Task to carry out — Retype exactly the lines that run from the start of the data to the line holding "image in pixels.", including both, and only those.

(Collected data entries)
________________________________________

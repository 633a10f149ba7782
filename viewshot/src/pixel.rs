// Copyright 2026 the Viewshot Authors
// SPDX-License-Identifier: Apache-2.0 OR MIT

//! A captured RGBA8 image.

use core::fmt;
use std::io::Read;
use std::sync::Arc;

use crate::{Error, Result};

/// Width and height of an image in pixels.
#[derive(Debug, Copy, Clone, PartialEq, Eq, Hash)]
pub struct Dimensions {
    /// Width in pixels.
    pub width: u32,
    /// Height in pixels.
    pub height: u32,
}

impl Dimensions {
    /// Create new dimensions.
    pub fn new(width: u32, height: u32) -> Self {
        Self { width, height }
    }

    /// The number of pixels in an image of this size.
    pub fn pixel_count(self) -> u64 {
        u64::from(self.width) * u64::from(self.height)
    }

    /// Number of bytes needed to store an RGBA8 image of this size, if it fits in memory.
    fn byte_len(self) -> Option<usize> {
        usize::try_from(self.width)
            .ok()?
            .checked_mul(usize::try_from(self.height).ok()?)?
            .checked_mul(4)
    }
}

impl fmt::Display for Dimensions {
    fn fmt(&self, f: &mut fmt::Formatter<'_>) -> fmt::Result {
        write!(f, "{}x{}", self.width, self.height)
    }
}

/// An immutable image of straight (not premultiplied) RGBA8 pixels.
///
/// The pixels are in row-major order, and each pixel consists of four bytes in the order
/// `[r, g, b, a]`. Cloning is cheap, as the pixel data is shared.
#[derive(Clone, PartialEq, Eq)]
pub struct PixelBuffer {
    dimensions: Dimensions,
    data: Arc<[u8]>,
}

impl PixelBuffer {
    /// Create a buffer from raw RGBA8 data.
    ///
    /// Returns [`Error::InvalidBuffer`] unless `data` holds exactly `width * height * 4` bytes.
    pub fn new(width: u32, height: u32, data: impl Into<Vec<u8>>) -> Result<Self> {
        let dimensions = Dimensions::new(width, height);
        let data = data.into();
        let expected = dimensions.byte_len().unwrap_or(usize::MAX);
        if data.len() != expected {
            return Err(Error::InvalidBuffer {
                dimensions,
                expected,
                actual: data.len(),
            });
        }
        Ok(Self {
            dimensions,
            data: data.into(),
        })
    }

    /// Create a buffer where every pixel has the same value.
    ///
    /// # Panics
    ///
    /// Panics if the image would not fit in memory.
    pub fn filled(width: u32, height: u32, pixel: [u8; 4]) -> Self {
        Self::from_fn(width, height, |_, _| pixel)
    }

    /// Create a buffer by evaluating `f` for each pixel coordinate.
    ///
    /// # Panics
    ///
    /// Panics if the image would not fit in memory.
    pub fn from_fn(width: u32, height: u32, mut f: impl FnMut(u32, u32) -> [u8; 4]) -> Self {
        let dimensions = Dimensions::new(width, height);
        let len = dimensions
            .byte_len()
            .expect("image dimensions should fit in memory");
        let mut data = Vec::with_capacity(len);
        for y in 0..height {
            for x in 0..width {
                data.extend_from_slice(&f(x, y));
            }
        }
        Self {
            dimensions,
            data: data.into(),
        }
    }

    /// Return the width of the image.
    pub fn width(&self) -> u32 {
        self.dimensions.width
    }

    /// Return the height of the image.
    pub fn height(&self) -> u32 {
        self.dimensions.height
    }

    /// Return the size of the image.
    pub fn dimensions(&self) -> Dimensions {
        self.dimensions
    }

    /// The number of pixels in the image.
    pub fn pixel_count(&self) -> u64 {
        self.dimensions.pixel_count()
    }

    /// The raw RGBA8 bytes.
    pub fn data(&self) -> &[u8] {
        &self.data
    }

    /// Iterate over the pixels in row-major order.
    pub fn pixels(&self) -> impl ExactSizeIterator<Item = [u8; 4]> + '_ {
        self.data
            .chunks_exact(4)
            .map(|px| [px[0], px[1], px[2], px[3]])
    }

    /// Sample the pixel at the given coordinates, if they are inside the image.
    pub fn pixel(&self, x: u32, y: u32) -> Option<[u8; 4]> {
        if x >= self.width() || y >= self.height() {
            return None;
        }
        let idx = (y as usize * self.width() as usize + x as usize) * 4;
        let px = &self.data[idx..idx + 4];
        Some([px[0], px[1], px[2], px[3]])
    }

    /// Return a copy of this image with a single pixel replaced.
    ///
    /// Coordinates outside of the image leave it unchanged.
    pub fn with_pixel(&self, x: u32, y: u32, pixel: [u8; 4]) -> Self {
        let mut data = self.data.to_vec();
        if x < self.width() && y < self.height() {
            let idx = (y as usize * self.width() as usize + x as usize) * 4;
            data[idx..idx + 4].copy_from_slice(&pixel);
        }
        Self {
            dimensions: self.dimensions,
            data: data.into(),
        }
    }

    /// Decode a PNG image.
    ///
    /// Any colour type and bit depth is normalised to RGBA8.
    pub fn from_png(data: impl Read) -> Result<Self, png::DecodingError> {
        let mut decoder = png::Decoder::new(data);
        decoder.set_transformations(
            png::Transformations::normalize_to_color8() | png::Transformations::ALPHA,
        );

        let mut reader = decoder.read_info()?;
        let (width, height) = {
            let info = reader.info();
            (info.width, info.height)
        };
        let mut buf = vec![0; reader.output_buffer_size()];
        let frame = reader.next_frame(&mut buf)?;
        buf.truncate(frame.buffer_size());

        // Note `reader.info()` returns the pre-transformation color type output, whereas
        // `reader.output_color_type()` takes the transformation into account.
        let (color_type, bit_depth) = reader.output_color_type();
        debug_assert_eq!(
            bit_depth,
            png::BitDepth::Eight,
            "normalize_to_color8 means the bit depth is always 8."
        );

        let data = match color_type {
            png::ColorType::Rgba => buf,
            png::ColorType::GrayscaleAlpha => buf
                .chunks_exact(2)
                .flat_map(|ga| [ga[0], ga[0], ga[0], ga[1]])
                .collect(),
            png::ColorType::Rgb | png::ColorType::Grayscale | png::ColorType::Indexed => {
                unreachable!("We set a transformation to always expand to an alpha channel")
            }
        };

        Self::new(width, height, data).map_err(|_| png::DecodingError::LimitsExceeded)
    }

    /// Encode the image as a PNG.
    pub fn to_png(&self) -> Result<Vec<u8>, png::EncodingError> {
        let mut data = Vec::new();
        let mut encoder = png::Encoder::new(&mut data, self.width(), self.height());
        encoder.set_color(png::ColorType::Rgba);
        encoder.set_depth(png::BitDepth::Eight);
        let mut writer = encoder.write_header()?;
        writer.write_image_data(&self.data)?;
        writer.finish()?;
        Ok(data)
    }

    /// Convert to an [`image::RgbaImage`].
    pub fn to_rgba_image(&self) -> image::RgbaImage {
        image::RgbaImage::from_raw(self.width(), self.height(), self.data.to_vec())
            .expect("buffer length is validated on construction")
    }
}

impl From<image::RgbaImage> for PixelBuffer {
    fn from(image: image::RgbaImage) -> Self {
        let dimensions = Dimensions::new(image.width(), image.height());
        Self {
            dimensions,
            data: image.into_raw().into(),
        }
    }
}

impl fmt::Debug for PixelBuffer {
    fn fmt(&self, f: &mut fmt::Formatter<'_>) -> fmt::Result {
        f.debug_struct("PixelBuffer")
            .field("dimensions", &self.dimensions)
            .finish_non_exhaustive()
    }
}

________________________________________

Written solution —
repository 633a10f149ba7782
filename viewshot/src/pixel.rs
// Copyright 2026 the Viewshot Authors
// SPDX-License-Identifier: Apache-2.0 OR MIT

//! A captured RGBA8 image.

use core::fmt;
use std::io::Read;
use std::sync::Arc;

use crate::{Error, Result};

/// Width and height of an image in pixels.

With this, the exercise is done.